Segment Start: GIVEN INFORMATION
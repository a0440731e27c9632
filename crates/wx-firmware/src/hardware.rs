//! Peripheral bring-up for the station board
//!
//! Pin assignment:
//! - rain gauge reed switch: GPIO1, pulled up, closes to ground
//! - BME280: I2C0 on SDA GPIO8 / SCL GPIO9
//! - MCP3008: SPI3 on SCK GPIO10 / MOSI GPIO11 / MISO GPIO12 / CS GPIO13
//! - SD card: SPI2 on SCK GPIO36 / MOSI GPIO35 / MISO GPIO37 / CS GPIO38

use embassy_time::Delay;
use embedded_hal_bus::spi::{ExclusiveDevice, NoDelay};
use esp_hal::gpio::{Input, InputConfig, Level, Output, OutputConfig, Pull};
use esp_hal::i2c::master::{Config as I2cConfig, I2c};
use esp_hal::peripherals;
use esp_hal::spi::Mode;
use esp_hal::spi::master::{Config as SpiConfig, Spi};
use esp_hal::time::Rate;
use esp_hal::{Async, Blocking};
use log::{error, info, warn};
use wx_core::app_state::{StationError, short_message};

/// SPI device the MCP3008 sits on.
pub type AdcSpi = ExclusiveDevice<Spi<'static, Async>, Output<'static>, NoDelay>;

/// SPI device the SD card sits on.
pub type SdSpi = ExclusiveDevice<Spi<'static, Blocking>, Output<'static>, Delay>;

pub type SdCard = embedded_sdmmc::SdCard<SdSpi, Delay>;

/// Configures the rain gauge input.
///
/// The reed switch pulls the line low while the bucket tips.
pub fn create_rain_gauge_pin(pin: peripherals::GPIO1<'static>) -> Input<'static> {
    Input::new(pin, InputConfig::default().with_pull(Pull::Up))
}

/// Initialize the I2C bus the pressure sensor is on
pub fn create_i2c_bus(
    i2c0: peripherals::I2C0<'static>,
    sda: peripherals::GPIO8<'static>,
    scl: peripherals::GPIO9<'static>,
) -> Result<I2c<'static, Async>, StationError> {
    let bus = I2c::new(i2c0, I2cConfig::default().with_frequency(Rate::from_khz(100)))
        .map_err(|e| {
            error!("I2C config rejected: {:?}", e);
            StationError::Sensor(short_message(format_args!("I2C config: {:?}", e)))
        })?
        .with_sda(sda)
        .with_scl(scl)
        .into_async();

    info!("I2C bus ready");
    Ok(bus)
}

/// Initialize the SPI bus and chip select for the MCP3008
pub fn create_adc_device(
    spi3: peripherals::SPI3<'static>,
    sck: peripherals::GPIO10<'static>,
    mosi: peripherals::GPIO11<'static>,
    miso: peripherals::GPIO12<'static>,
    cs: peripherals::GPIO13<'static>,
) -> Result<AdcSpi, StationError> {
    let config = SpiConfig::default()
        .with_frequency(Rate::from_khz(1000))
        .with_mode(Mode::_0);
    let bus = Spi::new(spi3, config)
        .map_err(|e| {
            error!("ADC SPI config rejected: {:?}", e);
            StationError::Sensor(short_message(format_args!("ADC SPI config: {:?}", e)))
        })?
        .with_sck(sck)
        .with_mosi(mosi)
        .with_miso(miso)
        .into_async();
    let cs = Output::new(cs, Level::High, OutputConfig::default());

    let Ok(device) = ExclusiveDevice::new_no_delay(bus, cs);
    info!("ADC SPI ready");
    Ok(device)
}

/// SPI clock once the card has left its identification phase.
const SD_DATA_RATE_MHZ: u32 = 16;

/// Initialize SPI hardware for the SD card
///
/// Starts at the 400 kHz the card accepts before it has been initialized,
/// then brings the card up and moves to [`SD_DATA_RATE_MHZ`] so log writes
/// hold the bus for as short a time as possible.
pub fn create_sd_card(
    spi2: peripherals::SPI2<'static>,
    sck: peripherals::GPIO36<'static>,
    mosi: peripherals::GPIO35<'static>,
    miso: peripherals::GPIO37<'static>,
    cs: peripherals::GPIO38<'static>,
) -> Result<SdCard, StationError> {
    let config = SpiConfig::default()
        .with_frequency(Rate::from_khz(400))
        .with_mode(Mode::_0);
    let bus = Spi::new(spi2, config)
        .map_err(|e| {
            error!("SD card SPI config rejected: {:?}", e);
            StationError::Storage(short_message(format_args!("SD SPI config: {:?}", e)))
        })?
        .with_sck(sck)
        .with_mosi(mosi)
        .with_miso(miso);
    let cs = Output::new(cs, Level::High, OutputConfig::default());

    let Ok(device) = ExclusiveDevice::new(bus, cs, Delay);
    let card = embedded_sdmmc::SdCard::new(device, Delay);
    speed_up_sd_card(&card);
    info!("SD card SPI ready");
    Ok(card)
}

/// Initializes the card and raises the bus clock.
///
/// A missing or unresponsive card stays at 400 kHz; storage errors surface
/// later through the log writer.
fn speed_up_sd_card(card: &SdCard) {
    match card.num_bytes() {
        Ok(bytes) => info!("SD card initialized, {} MB", bytes / (1024 * 1024)),
        Err(e) => {
            warn!("SD card not initialized, staying at 400 kHz: {:?}", e);
            return;
        }
    }

    let fast = SpiConfig::default()
        .with_frequency(Rate::from_mhz(SD_DATA_RATE_MHZ))
        .with_mode(Mode::_0);
    if let Err(e) = card.spi(|device| device.bus_mut().apply_config(&fast)) {
        warn!("SD card SPI clock change rejected: {:?}", e);
    }
}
Segment End: GIVEN INFORMATION
TASK TO COMPLETE
Copy out each line of the records where the string "AdcSpi" appears.

WORKED SOLUTION
pub type AdcSpi = ExclusiveDevice<Spi<'static, Async>, Output<'static>, NoDelay>;
) -> Result<AdcSpi, StationError> {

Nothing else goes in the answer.